Sir Isaac Newton, (December 25, 1642 - March 20, 1727 by the Julian calendar then in use; or January 4, 1643 - March 31, 1727 by the Gregorian calendar) was an English alchemist, mathematician, scientist and philosopher; who published the Philosophiae Naturalis Principia Mathematica (1687), where he described universal gravitation and, via his laws of motion, laid the groundwork for classical mechanics. Newton also shares credit with Gottfried Wilhelm Leibniz for the development of differential calculus.

Further Accomplishments

Newton was the first to demonstrate that natural laws govern earthly motion and celestial motion. He is associated with the Scientific Revolution and the advancement of heliocentrism. Newton is also credited with providing mathematical substantiation for Kepler's laws of planetary motion. He would expand these laws by arguing that orbits (such as those of comets) were not only elliptic; but could also be hyperbolic and parabolic. In addition, Newton is credited with being the first to demonstrate that white light is a composite, or mixture, of the other colourss. He is also notable for his arguments that light was composed of particles.

Biography

Newton was born in Woolsthorpe-by-Colsterworth, a hamlet in the county of Lincolnshire. His father had died three months before Newton's birth, and two years later his mother went to live with her new husband, leaving her son in the care of his grandmother.

Newton was educated at Grantham Grammar School. In 1661 he joined Trinity College, Cambridge, where his uncle William Ayscough had studied. At that time the college's teachings were based on those of Aristotle, but Newton preferred to read the more advanced ideas of modern philosophers such as Descartes, Galileo, Copernicus and Kepler. In 1665 he discovered the binomial theorem and began to develop a mathematical theory that would later become calculus. Soon after Newton had collected his degree in 1665, the University closed down as a precaution against the Great Plague. For the next two years Newton worked at home on calculus, optics and gravitation.

Tradition has it that Newton was sitting under an apple tree when an apple fell on his head, and this made him understand that earthly and celestial gravitation are the same. This is an exaggeration of Newton's own tale about sitting by the window of his home (Woolsthorpe Manor) and watching an apple fall from a tree. However it is now generally considered that even this story was invented by him in his later life, to try to show how clever he was at drawing inspiration from everyday events. A contemporary writer, William Stukeley, recorded in his Memoirs of Sir Isaac Newton's Life a conversation with Newton in Kensington on April 15 1726, in which Newton recalled "when formerly, the notion of gravitation came into his mind. It was occasioned by the fall of an apple, as he sat in contemplative mood. Why should that apple always descend perpendicularly to the ground, thought he to himself. Why should it not go sideways or upwards, but constantly to the earth's centre."

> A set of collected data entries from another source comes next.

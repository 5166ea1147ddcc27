//! Source PC -> reference bitmap map produced by the verifier.
//!
//! ```text
//! byte 0: bits[0:3] format, bits[3:8] bitmap width bits 8..13
//! byte 1: low 8 bits of bitmap width (width = byte1 | (byte0 & !7) << 5)
//! byte 2-3: entry count (little-endian)
//! entries x ([pc: 1 or 2 bytes LE][bitmap: bitmap width bytes])
//! ```
//!
//! Entries are sorted by source PC. Bit `r` of a bitmap is set when
//! virtual register `r` holds a reference at that PC.

use std::collections::BTreeMap;

use crate::error::{AssembleError, Result};

const HEADER_SIZE: usize = 4;

/// Encoding of the PC column.
#[derive(Debug, Clone, Copy, PartialEq, Eq)]
pub enum RegisterMapFormat {
    /// One-byte PCs.
    Compact8 = 2,
    /// Two-byte PCs.
    Compact16 = 3,
}

impl RegisterMapFormat {
    fn from_bits(bits: u8) -> Option<Self> {
        match bits {
            2 => Some(RegisterMapFormat::Compact8),
            3 => Some(RegisterMapFormat::Compact16),
            _ => None,
        }
    }

    pub fn pc_width(self) -> usize {
        match self {
            RegisterMapFormat::Compact8 => 1,
            RegisterMapFormat::Compact16 => 2,
        }
    }
}

/// Anything that can tell which registers hold references at a source PC.
pub trait ReferenceLiveness {
    /// Bytes per bitmap.
    fn reg_width(&self) -> usize;

    fn find_bit_map(&self, dex_pc: u32) -> Option<&[u8]>;
}

/// Reader over an encoded verifier map.
#[derive(Debug, Clone, Copy)]
pub struct DexPcToReferenceMap<'a> {
    data: &'a [u8],
    format: RegisterMapFormat,
}

impl<'a> DexPcToReferenceMap<'a> {
    pub fn new(data: &'a [u8]) -> Result<Self> {
        if data.len() < HEADER_SIZE {
            return Err(AssembleError::malformed("dex gc map", "missing header"));
        }
        let format = RegisterMapFormat::from_bits(data[0] & 7).ok_or_else(|| {
            AssembleError::malformed("dex gc map", format!("unknown format {}", data[0] & 7))
        })?;
        let map = Self { data, format };
        let expected = HEADER_SIZE + map.num_entries() * map.entry_width();
        if data.len() != expected {
            return Err(AssembleError::malformed(
                "dex gc map",
                format!("{} bytes, header implies {}", data.len(), expected),
            ));
        }
        Ok(map)
    }

    pub fn format(&self) -> RegisterMapFormat {
        self.format
    }

    pub fn num_entries(&self) -> usize {
        self.data[2] as usize | ((self.data[3] as usize) << 8)
    }

    fn entry_width(&self) -> usize {
        self.format.pc_width() + self.reg_width()
    }

    fn entry(&self, index: usize) -> &'a [u8] {
        let at = HEADER_SIZE + index * self.entry_width();
        &self.data[at..at + self.entry_width()]
    }

    /// Source PC of entry `index`.
    pub fn dex_pc(&self, index: usize) -> u32 {
        let entry = self.entry(index);
        match self.format {
            RegisterMapFormat::Compact8 => entry[0] as u32,
            RegisterMapFormat::Compact16 => entry[0] as u32 | ((entry[1] as u32) << 8),
        }
    }

    /// Bitmap of entry `index`.
    pub fn bit_map(&self, index: usize) -> &'a [u8] {
        &self.entry(index)[self.format.pc_width()..]
    }
}

impl ReferenceLiveness for DexPcToReferenceMap<'_> {
    fn reg_width(&self) -> usize {
        self.data[1] as usize | (((self.data[0] & !7) as usize) << 5)
    }

    fn find_bit_map(&self, dex_pc: u32) -> Option<&[u8]> {
        (0..self.num_entries())
            .find(|&i| self.dex_pc(i) == dex_pc)
            .map(|i| self.bit_map(i))
    }
}

/// Builds a verifier map from per-PC reference sets.
#[derive(Debug, Clone, Default)]
pub struct DexGcMapBuilder {
    num_regs: usize,
    entries: BTreeMap<u32, Vec<u8>>,
}

impl DexGcMapBuilder {
    pub fn new(num_regs: usize) -> Self {
        Self {
            num_regs,
            entries: BTreeMap::new(),
        }
    }

    pub fn reg_width(&self) -> usize {
        self.num_regs.div_ceil(8)
    }

    /// Declare `dex_pc` as a safepoint with no live references yet.
    pub fn add_safepoint(&mut self, dex_pc: u32) -> &mut Vec<u8> {
        let width = self.reg_width();
        self.entries.entry(dex_pc).or_insert_with(|| vec![0; width])
    }

    /// Mark register `reg` as holding a reference at `dex_pc`.
    pub fn set_reference(&mut self, dex_pc: u32, reg: usize) -> Result<()> {
        if reg >= self.num_regs {
            return Err(AssembleError::LimitExceeded {
                what: "reference register",
                value: reg,
                limit: self.num_regs,
            });
        }
        self.add_safepoint(dex_pc)[reg / 8] |= 1 << (reg % 8);
        Ok(())
    }

    pub fn len(&self) -> usize {
        self.entries.len()
    }

    pub fn is_empty(&self) -> bool {
        self.entries.is_empty()
    }

    pub fn build(&self) -> Result<Vec<u8>> {
        let reg_width = self.reg_width();
        if reg_width >= 1 << 13 {
            return Err(AssembleError::LimitExceeded {
                what: "reference bitmap width",
                value: reg_width,
                limit: 1 << 13,
            });
        }
        if self.entries.len() >= 1 << 16 {
            return Err(AssembleError::LimitExceeded {
                what: "dex gc map entry count",
                value: self.entries.len(),
                limit: 1 << 16,
            });
        }
        let max_pc = self.entries.keys().next_back().copied().unwrap_or(0);
        let format = match max_pc {
            0..=0xff => RegisterMapFormat::Compact8,
            0x100..=0xffff => RegisterMapFormat::Compact16,
            _ => {
                return Err(AssembleError::LimitExceeded {
                    what: "dex gc map pc",
                    value: max_pc as usize,
                    limit: 1 << 16,
                });
            }
        };

        let count = self.entries.len();
        let mut data = Vec::with_capacity(HEADER_SIZE + count * (format.pc_width() + reg_width));
        data.push(format as u8 | ((reg_width >> 5) & !7) as u8);
        data.push((reg_width & 0xff) as u8);
        data.push(count as u8);
        data.push((count >> 8) as u8);
        for (&pc, bitmap) in &self.entries {
            data.push(pc as u8);
            if format == RegisterMapFormat::Compact16 {
                data.push((pc >> 8) as u8);
            }
            data.extend_from_slice(bitmap);
        }
        Ok(data)
    }
}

Newton became a fellow of Trinity College in 1667. In the same year he circulated his findings in De Analysi per Aequationes Numeri Terminorum Infinitas (On Analysis by Infinite Series), and later in De methodis serierum et fluxionum (On the Methods of Series and Fluxions), whose title gave the name to his "method of fluxions".

Newton and Leibniz developed the theory of calculus independently and used different notations. Although Newton had worked out his own method before Leibniz, the latter's notation and "Differential Method" were superior, and were generally adopted. Though Newton belongs among the brightest scientists of his era, the last twenty-five years of his life were marred by a bitter dispute with Leibniz, whom he accused of plagiarism.

He was elected Lucasian professor of mathematics in 1669. This position exempted him from having to enter the church in order to remain a Fellow of the college, and prevented the conflict that would have occurred between his anti-Trinitarian views and the orthodoxy of the church.

Writings by Newton

Short Chronicle, The System of the World, Optical Lectures, Universal Arithmetic, The Chronology of Ancient Kingdoms, Amended and De mundi systemate were published posthumously in 1728.